[BRIEF] Please copy each line below that contains the string "actual".

[Items listed in a dataset]
<<<<
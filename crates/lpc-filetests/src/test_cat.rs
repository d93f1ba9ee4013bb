//! The `cat` subtest - roundtrip parse/print tests

use lpc_glir::parse_shader;

use crate::{filecheck::check_output, parser::parse_test_file};

/// Run tests from cat test files
pub fn run_tests_from_file(content: &str) {
    let test_cases = parse_test_file(content);

    assert!(!test_cases.is_empty(), "No test cases found in test file");

    for case in test_cases {
        assert_eq!(
            case.command, "test cat",
            "Unexpected test command: {}",
            case.command
        );
        run_cat_test(&case.shader_text, &case.expected_text);
    }
}

/// Run a single cat test (roundtrip parse/print)
fn run_cat_test(shader_text: &str, expected_text: &str) {
    let shader = parse_shader(shader_text).unwrap_or_else(|e| {
        panic!("Failed to parse shader: {}\n\nShader text:\n{}", e, shader_text)
    });
    let actual = shader.to_string();
    check_output(&actual, expected_text, shader_text);

    // The printed form parses back to the same text.
    let reparsed = parse_shader(&actual)
        .unwrap_or_else(|e| panic!("Failed to reparse printed shader: {}\n\n{}", e, actual));
    assert_eq!(reparsed.to_string(), actual, "print/parse is not stable");
}
//! Generic s-expression layer of the text form.

use alloc::vec::Vec;

use nom::{
    branch::alt,
    bytes::complete::take_while1,
    character::complete::char,
    combinator::map,
    multi::many0,
    sequence::{delimited, preceded},
    IResult,
};

use super::{error::offset, whitespace::blank};

/// An atom or a parenthesized list, tagged with its byte offset.
#[derive(Debug, Clone, PartialEq)]
pub(crate) enum Sexp<'a> {
    Atom { text: &'a str, position: usize },
    List { items: Vec<Sexp<'a>>, position: usize },
}

impl<'a> Sexp<'a> {
    pub fn position(&self) -> usize {
        match self {
            Sexp::Atom { position, .. } | Sexp::List { position, .. } => *position,
        }
    }

    pub fn as_atom(&self) -> Option<&'a str> {
        match self {
            Sexp::Atom { text, .. } => Some(text),
            Sexp::List { .. } => None,
        }
    }

    pub fn as_list(&self) -> Option<&[Sexp<'a>]> {
        match self {
            Sexp::List { items, .. } => Some(items),
            Sexp::Atom { .. } => None,
        }
    }

    /// Head atom of a list such as `(declare ...)`.
    pub fn head(&self) -> Option<&'a str> {
        self.as_list()?.first()?.as_atom()
    }
}

fn atom(input: &str) -> IResult<&str, &str> {
    take_while1(|c: char| !c.is_whitespace() && c != '(' && c != ')' && c != ';')(input)
}

/// Parse one s-expression. `original` is the whole text, used for positions.
pub(crate) fn sexp<'a>(original: &'a str, input: &'a str) -> IResult<&'a str, Sexp<'a>> {
    let position = offset(original, input);
    alt((
        map(
            delimited(
                char('('),
                many0(preceded(blank, |i: &'a str| sexp(original, i))),
                preceded(blank, char(')')),
            ),
            move |items| Sexp::List { items, position },
        ),
        map(atom, move |text| Sexp::Atom { text, position }),
    ))(input)
}

/// Parse any number of s-expressions separated by blanks.
pub(crate) fn sexps<'a>(original: &'a str, input: &'a str) -> IResult<&'a str, Vec<Sexp<'a>>> {
    many0(preceded(blank, |i: &'a str| sexp(original, i)))(input)
}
>>>>
[ANSWER TO THIS EXERCISE]
    let actual = shader.to_string();
    check_output(&actual, expected_text, shader_text);
    let reparsed = parse_shader(&actual)
        .unwrap_or_else(|e| panic!("Failed to reparse printed shader: {}\n\n{}", e, actual));
    assert_eq!(reparsed.to_string(), actual, "print/parse is not stable");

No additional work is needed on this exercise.